The last-minute agreement to form a right-of-center government in Israel headed by the Likud Party’s Benjamin Netanyahu is neither surprising nor shocking. Rather, it is consistent with the trends of the past four decades that have seen the entire Middle East region shift toward increasingly narrow state identities and government policies defined by a combination of narrow ethnicity, increased militarism and religious conservatism.
Some or all these factors are visible in Israel, Arab states, Iran and Turkey. In some ways, Israel’s embrace of right-wing Zionist ethno-nationalism has been one of the propellers of the regional trend. This started with the advent of Likud-led governments in the late 1970s headed by Menachem Begin that vastly expanded the Zionist colonial enterprise in occupied Arab lands. This turned out to be one of several factors that contributed to the growth of right-wing Islamist movements or militant resistance movements in Arab countries.
Much more significant for the steady growth of Arab conservative Islamism were domestic factors, such as corruption, poverty, military rule and severe disparities among Arab citizens in opportunities and well-being. But Israel’s expansionist, colonies-anchored Jewish ethno-nationalism has been a dynamic element in the regional trend.
One element in this Zionist trajectory has been the relatively recent demand that Palestinians formally recognize Israel as a “Jewish state,” which has only heightened the troubling regional trend toward less pluralism and more exclusivist states and communities defined by a single ethnicity, nationalism or religion. The idea of Israel as a “Jewish state,” where in practice Jews generally have priority rights over people of other faiths and identities in terms of migration, land ownership and other issues, seems to legitimize for others the concept of such single-identity states. Examples are South Sudan, northern Iraq, previously South Yemen, and perhaps, more radically but improbably in my view, future statelets for Sunnis, Shiites, Alawites, Christians, Druze and distinct demographic groups.

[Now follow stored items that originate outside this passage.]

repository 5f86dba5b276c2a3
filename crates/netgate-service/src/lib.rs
//! # netgate-service
//!
//! Business logic service layer for Netgate. Each service orchestrates
//! the store traits to implement application-level use cases.
//!
//! Services follow constructor injection — all dependencies are provided
//! at construction time via `Arc` references.

pub mod catalog;
pub mod device;
pub mod entitlement;
pub mod traffic;

pub use catalog::AccessPointService;
pub use device::DeviceService;
pub use entitlement::{AccountEntitlement, EntitlementService};
pub use traffic::TrafficService;
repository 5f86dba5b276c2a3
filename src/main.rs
//! Netgate Server — account and entitlement gateway
//!
//! Main entry point that wires all crates together and starts the server.

use std::future::IntoFuture;
use std::sync::Arc;

use tracing_subscriber::{EnvFilter, fmt};

use netgate_core::config::AppConfig;
use netgate_core::error::AppError;

#[tokio::main]
async fn main() {
    let config = match load_configuration() {
        Ok(c) => c,
        Err(e) => {
            eprintln!("Failed to load configuration: {e}");
            std::process::exit(1);
        }
    };

    init_logging(&config);

    if let Err(e) = run(config).await {
        tracing::error!("Server error: {e}");
        std::process::exit(1);
    }
}

/// Load configuration from file and environment
fn load_configuration() -> Result<AppConfig, AppError> {
    let env = std::env::var("NETGATE_ENV").unwrap_or_else(|_| "development".to_string());
    AppConfig::load(&env)
}

/// Initialize tracing/logging
fn init_logging(config: &AppConfig) {
    let filter =
        EnvFilter::try_from_default_env().unwrap_or_else(|_| EnvFilter::new(&config.logging.level));

    match config.logging.format.as_str() {
        "json" => {
            fmt()
                .json()
                .with_env_filter(filter)
                .with_target(true)
                .with_thread_ids(true)
                .init();
        }
        _ => {
            fmt()
                .pretty()
                .with_env_filter(filter)
                .with_target(true)
                .init();
        }
    }
}

/// Main server run function
async fn run(config: AppConfig) -> Result<(), AppError> {
    tracing::info!("Starting Netgate v{}", env!("CARGO_PKG_VERSION"));

    // ── Step 1: Database connection + migrations ─────────────────
    tracing::info!("Connecting to database...");
    let db = netgate_database::DatabasePool::connect(&config.database).await?;
    netgate_database::migration::run_migrations(db.pool()).await?;
    db.health_check().await?;
    let pool = db.pool().clone();

    // ── Step 2: Stores ───────────────────────────────────────────
    let account_repo = Arc::new(netgate_database::repositories::AccountRepository::new(
        pool.clone(),
    ));
    let device_repo = Arc::new(
        netgate_database::repositories::DeviceSessionRepository::new(pool.clone()),
    );
    let access_point_repo = Arc::new(
        netgate_database::repositories::AccessPointRepository::new(pool.clone()),
    );

    // ── Step 3: Auth + services ──────────────────────────────────
    tracing::info!("Initializing admission controller and services...");
    let password_hasher = Arc::new(netgate_auth::PasswordHasher::new());

    let admission = Arc::new(netgate_auth::AdmissionController::new(
        account_repo.clone(),
        device_repo.clone(),
        Arc::clone(&password_hasher),
        config.admission.clone(),
    ));
    let entitlements = Arc::new(netgate_service::EntitlementService::new(
        account_repo.clone(),
    ));
    let devices = Arc::new(netgate_service::DeviceService::new(
        account_repo.clone(),
        device_repo.clone(),
    ));
    let traffic = Arc::new(netgate_service::TrafficService::new(account_repo.clone()));
    let catalog = Arc::new(netgate_service::AccessPointService::new(
        access_point_repo.clone(),
    ));

    // ── Step 4: Build and start HTTP server ──────────────────────
    let app_state = netgate_api::AppState {
        config: Arc::new(config.clone()),
        admission,
        entitlements,
        devices,
        traffic,
        catalog,
    };

    let app = netgate_api::build_router(app_state);

    let addr = format!("{}:{}", config.server.host, config.server.port);
    let listener = tokio::net::TcpListener::bind(&addr)
        .await
        .map_err(|e| AppError::internal(format!("Failed to bind {addr}: {e}")))?;

    tracing::info!("Netgate server listening on {addr}");

    // ── Step 5: Graceful shutdown ────────────────────────────────
    let grace = std::time::Duration::from_secs(config.server.shutdown_grace_seconds);
    let (shutdown_tx, shutdown_rx) = tokio::sync::oneshot::channel::<()>();

    let server = axum::serve(listener, app)
        .with_graceful_shutdown(async move {
            shutdown_signal().await;
            tracing::info!("Shutdown signal received, starting graceful shutdown...");
            let _ = shutdown_tx.send(());
        })
        .into_future();

    // Bound connection draining by the configured grace period.
    tokio::select! {
        result = server => {
            result.map_err(|e| AppError::internal(format!("Server error: {e}")))?;
            tracing::info!("Netgate server shut down gracefully");
        }
        _ = async {
            let _ = shutdown_rx.await;
            tokio::time::sleep(grace).await;
        } => {
            tracing::warn!(
                grace_seconds = config.server.shutdown_grace_seconds,
                "Grace period elapsed before connections drained; exiting"
            );
        }
    }

    db.close().await;
    Ok(())
}

/// Wait for shutdown signal (Ctrl+C or SIGTERM)
async fn shutdown_signal() {
    let ctrl_c = async {
        tokio::signal::ctrl_c()
            .await
            .expect("Failed to install Ctrl+C handler");
    };

    #[cfg(unix)]
    let terminate = async {
        tokio::signal::unix::signal(tokio::signal::unix::SignalKind::terminate())
            .expect("Failed to install SIGTERM handler")
            .recv()
            .await;
    };

    #[cfg(not(unix))]
    let terminate = std::future::pending::<()>();

    tokio::select! {
        _ = ctrl_c => {},
        _ = terminate => {},
    }
}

The most radical and dangerous new manifestation of this trend is ISIS, which emerged in parts of Syria and Iraq last year. Not only has this phenomenon emerged in the Levant, but it has also attracted expressions of allegiance from smaller colonies and like-minded extremists in other Arab countries, such as Libya, Egypt and Yemen. I expect ISIS will be defeated in the coming year or two, but that is not certain, and it could persist in a smaller rump state that circles the wagons and does not go around attacking its neighbors, many of whom could grow weary of fighting it. Small states based on narrow religious identities and protected by military force run counter to the modern history of the Middle East, but they have become part of that history.
The new Israeli coalition is troubling because it seems to flow smoothly in this ugly stream of narrow, militaristic, intolerant ethno-nationalism, for several reasons. The first is the fully rightist combination of parties in the coalition, including Likud, United Torah Judaism, Shas, Kulanu and the Jewish Home parties. This government effectively rules out any serious discussion about a peace agreement that leads to the birth of a Palestinian state. Instead, it promises continued expansion of Israeli settlements in the occupied Arab territories. Heralding this, just after the coalition was announced the East Jerusalem ultra-Orthodox settlement of Ramat Shlomo announced approval for building 900 more homes there for Zionist settlers.

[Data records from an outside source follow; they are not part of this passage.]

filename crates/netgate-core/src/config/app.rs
//! HTTP server configuration.

use serde::{Deserialize, Serialize};

/// HTTP server configuration.
#[derive(Debug, Clone, Serialize, Deserialize)]
pub struct ServerConfig {
    /// Bind address.
    #[serde(default = "default_host")]
    pub host: String,
    /// Bind port.
    #[serde(default = "default_port")]
    pub port: u16,
    /// Graceful shutdown timeout in seconds.
    #[serde(default = "default_shutdown_grace")]
    pub shutdown_grace_seconds: u64,
}

impl Default for ServerConfig {
    fn default() -> Self {
        Self {
            host: default_host(),
            port: default_port(),
            shutdown_grace_seconds: default_shutdown_grace(),
        }
    }
}

fn default_host() -> String {
    "0.0.0.0".to_string()
}

fn default_port() -> u16 {
    8080
}

fn default_shutdown_grace() -> u64 {
    30
}
//! # netgate-database
//!
//! Store interfaces and their backends for Netgate: PostgreSQL connection
//! management, embedded migrations, concrete repositories, and a
//! single-node in-memory backend for development and tests.

pub mod connection;
pub mod memory;
pub mod migration;
pub mod repositories;
pub mod store;

pub use connection::DatabasePool;
pub use memory::MemoryStore;
pub use store::{AccessPointCatalog, AccountStore, AdmissionOutcome, DeviceSessionStore};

Also troubling is the agreement for Jewish Home parliamentarian Ayelet Shaked to head the Justice Ministry. This could ease moves to weaken the Israeli Supreme Court’s ability to check the excesses of the parliament and government. The Jewish Home Party’s strong backing for legislation to annex the occupied West Bank and affirm the Jewish nature of the state (20 percent of whose citizens are not Jewish) are among the extremist positions now comfortably voiced in the government.

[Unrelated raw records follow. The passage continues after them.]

//! Application configuration schemas.
//!
//! All configuration structs are deserialized from TOML files via the
//! `config` crate. Each sub-module represents a logical configuration
//! section.

pub mod admission;
pub mod app;
pub mod database;
pub mod logging;

use serde::{Deserialize, Serialize};

pub use self::admission::AdmissionConfig;
pub use self::app::ServerConfig;
pub use self::database::DatabaseConfig;
pub use self::logging::LoggingConfig;

use crate::error::AppError;

/// Root application configuration.
///
/// This struct is the top-level deserialization target for the merged
/// TOML configuration files (default.toml + environment overlay).
#[derive(Debug, Clone, Serialize, Deserialize)]
pub struct AppConfig {
    /// HTTP server settings.
    #[serde(default)]
    pub server: ServerConfig,
    /// Database connection settings.
    pub database: DatabaseConfig,
    /// Device admission settings.
    #[serde(default)]
    pub admission: AdmissionConfig,
    /// Logging settings.
    #[serde(default)]
    pub logging: LoggingConfig,
}

impl AppConfig {
    /// Load configuration from TOML files.
    ///
    /// Merges the default configuration with an environment-specific overlay
    /// and environment variables prefixed with `NETGATE__`.
    pub fn load(env: &str) -> Result<Self, AppError> {
        let config = config::Config::builder()
            .add_source(config::File::with_name("config/default").required(false))
            .add_source(config::File::with_name(&format!("config/{env}")).required(false))
            .add_source(
                config::Environment::with_prefix("NETGATE")
                    .separator("__")
                    .try_parsing(true),
            )
            .build()
            .map_err(|e| AppError::configuration(format!("Failed to build config: {e}")))?;

        config
            .try_deserialize()
            .map_err(|e| AppError::configuration(format!("Failed to deserialize config: {e}")))
    }
}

The absence of any serious debate during the campaign about Israel’s regional policies, and its relations with Palestinians in particular, also clarifies the low priority of the Israeli-Palestinian conflict in the minds and lives of Jewish Israelis. Combined with continued settlements expansion, this will only keep increasing the pressures that will build up with every year that Palestinian national rights remain unaddressed. The Palestinians’ well-being throughout the region will deteriorate, making future wars, armed resistance to other forms of violence inevitable.
Israelis, at least the Jewish majority of them, have supported rightist, militaristic, expansionist, colonialist, chauvinistic and often religiously defined national governments for nearly four decades, for a variety of reasons. Similar trends have rippled across much of the rest of the Middle East, for different reasons. We should stop being surprised when we see people around the region freely choosing this sort of statehood and leadership. Instead we should focus more diligently on the underlying issues that propel them in this dangerous direction.